Il decreto "Salva Italia" porterà, ad esempio, i supermercati a poter tenere aperto senza limitazioni di numero di giornate o di orario. Questo porterà ad aumentare il numero di ore da distribuire tra i dipendenti, ciascuno nel suo settore e a svalutare il concetto di straordinario. Vi aspettate che per questo si assumano nuove persone? Assolutamente no, si tenderà a far fare molto di più a chi c'è già. Tutto ciò come se il problema della gente che non compra fosse il fatto che i negozi sono chiusi troppo spesso.
Il nodo pensioni. Ci sono persone che sarebbero andate in pensione l'anno prossimo. Con le nuove regole lavoreranno due anni in più, e andranno in pensione con 42 anni di lavoro e 61 d'età: quota 103. Il problema della gente non è che non vuole lavorare, il lavoro fa parte di queste persone più di quanto farà parte di tutti noi messi assieme. Il problema è che il lavoro si sta trasformando, sta diventando perverso e meschino: parole come produttività e competitività sono le parole che coloro che in fondo non se la passano poi così male utilizzano per giustificare, anche con sé stessi, uno sfruttamento indifendibile.
Si pensa di spazzare via tutti gli ammortizzatori sociali: cassa integrazione, mobilità, disoccupazione.

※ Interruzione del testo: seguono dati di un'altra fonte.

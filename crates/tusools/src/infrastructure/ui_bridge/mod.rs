//! UI bridge: turns engine results into what a front end displays.
//!
//! The presentation layer (the console shell in `main.rs`, or any GUI wired
//! on top later) never talks to the [`SettingsEngine`] directly.  It calls
//! the functions here, which return plain serialisable DTOs:
//!
//! - [`ButtonLabel`]: the text of a button and whether it can be clicked.
//! - [`Notification`]: one info or error message for the user.
//! - [`CommandResult<T>`]: the same `{ success, data, error }` envelope for
//!   every call, so a front end can always check `result.success` first.
//!
//! # Labels show the next action
//!
//! A button label describes what clicking it will *do*, not what the state
//! *is*.  When the theme is dark the button says "Switch to Light Theme".
//! Disable-only features grey their button out once they are disabled.
//!
//! Deriving labels only reads state, so calling [`get_labels`] any number of
//! times changes nothing.

use std::path::PathBuf;
use std::sync::Arc;

use serde::{Deserialize, Serialize};
use tracing::debug;
use tusools_core::{Feature, ThemeState, ToggleFeature, ToggleState};

use crate::application::apply_setting::{
    ApplyOutcome, SettingsAction, SettingsEngine, SettingsError,
};
use crate::infrastructure::storage::toggle_file::StorageLayout;

// ── Shared application state ──────────────────────────────────────────────────

/// Everything a front end needs to serve user actions.
pub struct AppState {
    pub engine: SettingsEngine,
    pub layout: StorageLayout,
}

impl AppState {
    pub fn new(engine: SettingsEngine, layout: StorageLayout) -> Arc<Self> {
        Arc::new(Self { engine, layout })
    }
}

// ── Data Transfer Objects ─────────────────────────────────────────────────────

/// Text and clickability of one button.
#[derive(Debug, Clone, PartialEq, Eq, Serialize, Deserialize)]
pub struct ButtonLabel {
    pub feature: Feature,
    pub text: String,
    pub enabled: bool,
}

#[derive(Debug, Clone, Copy, PartialEq, Eq, Serialize, Deserialize)]
#[serde(rename_all = "snake_case")]
pub enum NotificationLevel {
    Info,
    Error,
}

/// A message box's worth of feedback.
#[derive(Debug, Clone, PartialEq, Eq, Serialize, Deserialize)]
pub struct Notification {
    pub level: NotificationLevel,
    pub title: String,
    pub message: String,
}

impl Notification {
    fn info(title: &str, message: impl Into<String>) -> Self {
        Self {
            level: NotificationLevel::Info,
            title: title.to_owned(),
            message: message.into(),
        }
    }

    fn error(title: &str, message: impl Into<String>) -> Self {
        Self {
            level: NotificationLevel::Error,
            title: title.to_owned(),
            message: message.into(),
        }
    }
}

/// Reply to [`handle_action`].
#[derive(Debug, Clone, PartialEq, Eq, Serialize, Deserialize)]
pub struct ActionResponse {
    pub notification: Notification,
    /// Refreshed label of the button that triggered the action, for buttons
    /// whose text depends on state.
    pub label: Option<ButtonLabel>,
}

/// Unified response wrapper.
#[derive(Debug, Serialize, Deserialize)]
pub struct CommandResult<T: Serialize> {
    pub success: bool,
    pub data: Option<T>,
    pub error: Option<String>,
}

impl<T: Serialize> CommandResult<T> {
    pub fn ok(data: T) -> Self {
        Self {
            success: true,
            data: Some(data),
            error: None,
        }
    }

    /// A failure that still carries data for the front end to show.
    pub fn err_with(data: T, msg: impl Into<String>) -> Self {
        Self {
            success: false,
            data: Some(data),
            error: Some(msg.into()),
        }
    }
}

// ── Label derivation ──────────────────────────────────────────────────────────

/// Label of a persisted toggle's button in `state`.
pub fn toggle_label(feature: ToggleFeature, state: ToggleState) -> ButtonLabel {
    let (text, enabled) = match (feature, state) {
        (ToggleFeature::Telemetry, ToggleState::Enabled) => ("Turn Off Telemetry", true),
        (ToggleFeature::Telemetry, ToggleState::Disabled) => ("Telemetry Disabled", false),
        (ToggleFeature::WindowsUpdate, ToggleState::Enabled) => ("Disable Windows Update", true),
        (ToggleFeature::WindowsUpdate, ToggleState::Disabled) => ("Enable Windows Update", true),
        (ToggleFeature::Defender, ToggleState::Enabled) => ("Disable Windows Defender", true),
        (ToggleFeature::Defender, ToggleState::Disabled) => ("Windows Defender Disabled", false),
    };
    ButtonLabel {
        feature: feature.feature(),
        text: text.to_owned(),
        enabled,
    }
}

/// Label of the theme button while the OS shows `theme`.
pub fn theme_label(theme: ThemeState) -> ButtonLabel {
    let text = match theme {
        ThemeState::Dark => "Switch to Light Theme",
        ThemeState::Light => "Switch to Dark Theme",
    };
    ButtonLabel {
        feature: Feature::Theme,
        text: text.to_owned(),
        enabled: true,
    }
}

// ── Commands ──────────────────────────────────────────────────────────────────

/// Labels of every state-dependent button: the theme first, then the
/// persisted toggles.
pub fn get_labels(state: &AppState) -> CommandResult<Vec<ButtonLabel>> {
    let mut labels = Vec::with_capacity(1 + ToggleFeature::ALL.len());
    labels.push(theme_label(state.engine.current_theme()));
    labels.extend(
        ToggleFeature::ALL
            .iter()
            .map(|&f| toggle_label(f, state.engine.toggle_state(f))),
    );
    CommandResult::ok(labels)
}

/// Wallpaper used when the user does not pick one: `background/back.png`.
pub fn background_wallpaper_path(state: &AppState) -> PathBuf {
    state.layout.background_image_path()
}

/// Applies `action` and describes the result for the user.
///
/// Failures come back with `success == false`, the error text in `error`,
/// and an error notification in `data`.
pub fn handle_action(state: &AppState, action: SettingsAction) -> CommandResult<ActionResponse> {
    let feature = action.feature();
    match state.engine.apply(action) {
        Ok(outcome) => {
            let response = ActionResponse {
                notification: outcome_notification(&outcome),
                label: outcome_label(&outcome),
            };
            debug!(%feature, title = %response.notification.title, "action succeeded");
            CommandResult::ok(response)
        }
        Err(err) => {
            let message = err.to_string();
            let response = ActionResponse {
                notification: error_notification(&err),
                label: current_label(state, feature),
            };
            CommandResult::err_with(response, message)
        }
    }
}

fn current_label(state: &AppState, feature: Feature) -> Option<ButtonLabel> {
    match feature {
        Feature::Theme => Some(theme_label(state.engine.current_theme())),
        other => other
            .as_toggle()
            .map(|f| toggle_label(f, state.engine.toggle_state(f))),
    }
}

fn outcome_label(outcome: &ApplyOutcome) -> Option<ButtonLabel> {
    match outcome {
        ApplyOutcome::Toggled { feature, state } => Some(toggle_label(*feature, *state)),
        ApplyOutcome::AlreadyDisabled(feature) => {
            Some(toggle_label(*feature, ToggleState::Disabled))
        }
        ApplyOutcome::ThemeChanged(theme) => Some(theme_label(*theme)),
        _ => None,
    }
}

fn outcome_notification(outcome: &ApplyOutcome) -> Notification {
    match outcome {
        ApplyOutcome::Toggled {
            feature: ToggleFeature::Telemetry,
            state: ToggleState::Disabled,
        } => Notification::info("Success", "Telemetry has been turned off."),
        ApplyOutcome::Toggled { feature, state } => {
            let verb = if state.is_disabled() { "disabled" } else { "enabled" };
            Notification::info(
                "Success",
                format!("{} has been {verb}.", feature.display_name()),
            )
        }
        ApplyOutcome::AlreadyDisabled(feature) => Notification::info(
            "Nothing to do",
            format!("{} is already disabled.", feature.display_name()),
        ),
        ApplyOutcome::ThemeChanged(theme) => Notification::info(
            "Success",
            format!("Computer has been switched to {} theme.", theme.as_str()),
        ),
        ApplyOutcome::TransparencySet { level, .. } => Notification::info(
            "Success",
            format!("Terminal opacity set to {}%.", level.percent()),
        ),
        ApplyOutcome::WallpaperChanged(path) => Notification::info(
            "Success",
            format!("Wallpaper set to {}.", path.display()),
        ),
        ApplyOutcome::RestartRequested => Notification::info(
            "Restart Required",
            "Changing the system font requires a restart.",
        ),
    }
}

fn error_notification(err: &SettingsError) -> Notification {
    let title = match err {
        SettingsError::Validation { .. } => "Invalid Input",
        SettingsError::Backend { .. } | SettingsError::Storage(_) => "Error",
    };
    Notification::error(title, err.to_string())
}

// ── Tests ─────────────────────────────────────────────────────────────────────

#[cfg(test)]
mod tests {
    use super::*;
    use crate::application::toggle_store::ToggleStore;
    use crate::infrastructure::settings_backend::mock::RecordingSettingsBackend;
    use crate::infrastructure::storage::memory::InMemoryToggleStore;

    struct Fixture {
        state: Arc<AppState>,
        store: Arc<InMemoryToggleStore>,
        backend: Arc<RecordingSettingsBackend>,
    }

    fn make_state(theme: ThemeState) -> Fixture {
        let store = Arc::new(InMemoryToggleStore::new());
        let backend = Arc::new(RecordingSettingsBackend::with_theme(theme));
        let engine = SettingsEngine::new(store.clone(), backend.clone());
        let state = AppState::new(engine, StorageLayout::new("/tmp/tusools-ui-test"));
        Fixture {
            state,
            store,
            backend,
        }
    }

    fn label_text(labels: &[ButtonLabel], feature: Feature) -> &str {
        labels
            .iter()
            .find(|l| l.feature == feature)
            .map(|l| l.text.as_str())
            .unwrap()
    }

    #[test]
    fn test_initial_labels_offer_the_disable_actions() {
        // Arrange
        let fx = make_state(ThemeState::Light);

        // Act
        let labels = get_labels(&fx.state).data.unwrap();

        // Assert
        assert_eq!(labels.len(), 4);
        assert_eq!(label_text(&labels, Feature::Theme), "Switch to Dark Theme");
        assert_eq!(label_text(&labels, Feature::Telemetry), "Turn Off Telemetry");
        assert_eq!(label_text(&labels, Feature::WindowsUpdate), "Disable Windows Update");
        assert_eq!(label_text(&labels, Feature::Defender), "Disable Windows Defender");
        assert!(labels.iter().all(|l| l.enabled));
    }

    #[test]
    fn test_get_labels_is_idempotent() {
        // Arrange
        let fx = make_state(ThemeState::Dark);
        fx.store.set_disabled(ToggleFeature::Defender, true).unwrap();

        // Act
        let first = get_labels(&fx.state).data.unwrap();
        let second = get_labels(&fx.state).data.unwrap();

        // Assert
        assert_eq!(first, second);
        assert!(fx.backend.calls().is_empty());
        assert!(!fx.store.has_record(ToggleFeature::Telemetry));
    }

    #[test]
    fn test_disabled_one_way_toggle_greys_out_button() {
        let label = toggle_label(ToggleFeature::Telemetry, ToggleState::Disabled);

        assert_eq!(label.text, "Telemetry Disabled");
        assert!(!label.enabled);
    }

    #[test]
    fn test_handle_windows_update_flips_label() {
        // Arrange
        let fx = make_state(ThemeState::Light);

        // Act
        let first = handle_action(&fx.state, SettingsAction::Toggle(ToggleFeature::WindowsUpdate));
        let second = handle_action(&fx.state, SettingsAction::Toggle(ToggleFeature::WindowsUpdate));

        // Assert
        let first = first.data.unwrap();
        assert_eq!(first.label.unwrap().text, "Enable Windows Update");
        assert_eq!(first.notification.message, "Windows Update has been disabled.");
        let second = second.data.unwrap();
        assert_eq!(second.label.unwrap().text, "Disable Windows Update");
        assert_eq!(second.notification.message, "Windows Update has been enabled.");
    }

    #[test]
    fn test_handle_theme_reports_next_action() {
        // Arrange
        let fx = make_state(ThemeState::Dark);

        // Act
        let result = handle_action(&fx.state, SettingsAction::Theme);

        // Assert
        assert!(result.success);
        let response = result.data.unwrap();
        assert_eq!(response.label.unwrap().text, "Switch to Dark Theme");
        assert_eq!(
            response.notification.message,
            "Computer has been switched to light theme."
        );
    }

    #[test]
    fn test_handle_backend_failure_returns_error_notification() {
        // Arrange
        let fx = make_state(ThemeState::Light);
        fx.backend.set_should_fail(true);

        // Act
        let result = handle_action(&fx.state, SettingsAction::Toggle(ToggleFeature::Defender));

        // Assert
        assert!(!result.success);
        assert!(result.error.as_deref().unwrap().contains("Windows Defender"));
        let response = result.data.unwrap();
        assert_eq!(response.notification.level, NotificationLevel::Error);
        assert_eq!(response.label.unwrap().text, "Disable Windows Defender");
    }

    #[test]
    fn test_handle_invalid_transparency_is_invalid_input() {
        let fx = make_state(ThemeState::Light);

        let result = handle_action(&fx.state, SettingsAction::Transparency(90));

        assert!(!result.success);
        let response = result.data.unwrap();
        assert_eq!(response.notification.title, "Invalid Input");
        assert!(response.notification.message.contains("80"));
        assert!(response.label.is_none());
    }

    #[test]
    fn test_handle_font_tells_user_about_restart() {
        let fx = make_state(ThemeState::Light);

        let result = handle_action(&fx.state, SettingsAction::Font(PathBuf::from("Inter.otf")));

        assert_eq!(result.data.unwrap().notification.title, "Restart Required");
        assert_eq!(fx.backend.restart_requests(), 1);
    }

    #[test]
    fn test_background_wallpaper_path_points_into_base_dir() {
        let fx = make_state(ThemeState::Light);

        let path = background_wallpaper_path(&fx.state);

        assert!(path.ends_with("background/back.png"));
    }

    #[test]
    fn test_command_result_err_with_keeps_data_and_sets_success_false() {
        let r = CommandResult::err_with(7, "something went wrong");

        assert!(!r.success);
        assert_eq!(r.data, Some(7));
        assert_eq!(r.error.unwrap(), "something went wrong");
    }

    #[test]
    fn test_command_result_serialises_envelope_shape() {
        let r = CommandResult::ok(theme_label(ThemeState::Dark));

        let json = serde_json::to_value(&r).unwrap();

        assert_eq!(json["success"], true);
        assert_eq!(json["data"]["feature"], "theme");
        assert!(json["error"].is_null());
    }
}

In Italia vive il mito che c'è un eccesso di assistenzialismo e di diritti per i lavoratori. Come fossero un peso, come non fossero loro che mandano a tutti gli effetti avanti le cose, con onestà, con diligenza e, a volte, pure con passione, seppur non ne venga molto nelle loro tasche. Gli operai dei cantieri liguri che bloccano l'areoporto passano per dei guastafeste che fanno molto rumore per nulla. Gli operai della Fiat di Marchionne (che tante responsabilità ha avuto in questa congiuntura particolare) passano per degli esaltati che chiedono troppo. Mi è capitato di parlare con persone che si lamentano dei propri dipendenti, che elogiano il lavoro di stati disumani più "produttivi", come la Cina, dove i sogni del grande imprenditore si possono avverare. Quella volta misi a tacere la mia proverbiale lingua lunga in nome della compassione. Insomma dove sono questi diritti? Assumiamo pure ci siano: ebbene li vogliono annullare tutti.
QUESTI sono i problemi, queste sono le cose che interessano agli italiani, questi sono i nodi che bisogna sciogliere per evitare disuguaglianza sociale e malumore. Mi consento un ultimo, bonario, colpo di coda alla discussione di ieri: e noi spendiamo il tempo a parlare di piste ciclabili??? Poi vi sorprendete se prendo fuoco immediatamente.
Il 2012 sarà l'anno della verità e, io penso, della riscossa. Monti al momento non sembra averlo capito. Nel caso tutto ciò non fosse percepito al più presto, sarò in prima fila ad appoggiare forme di protesta e di dissenso diverse da quelle istituzionali.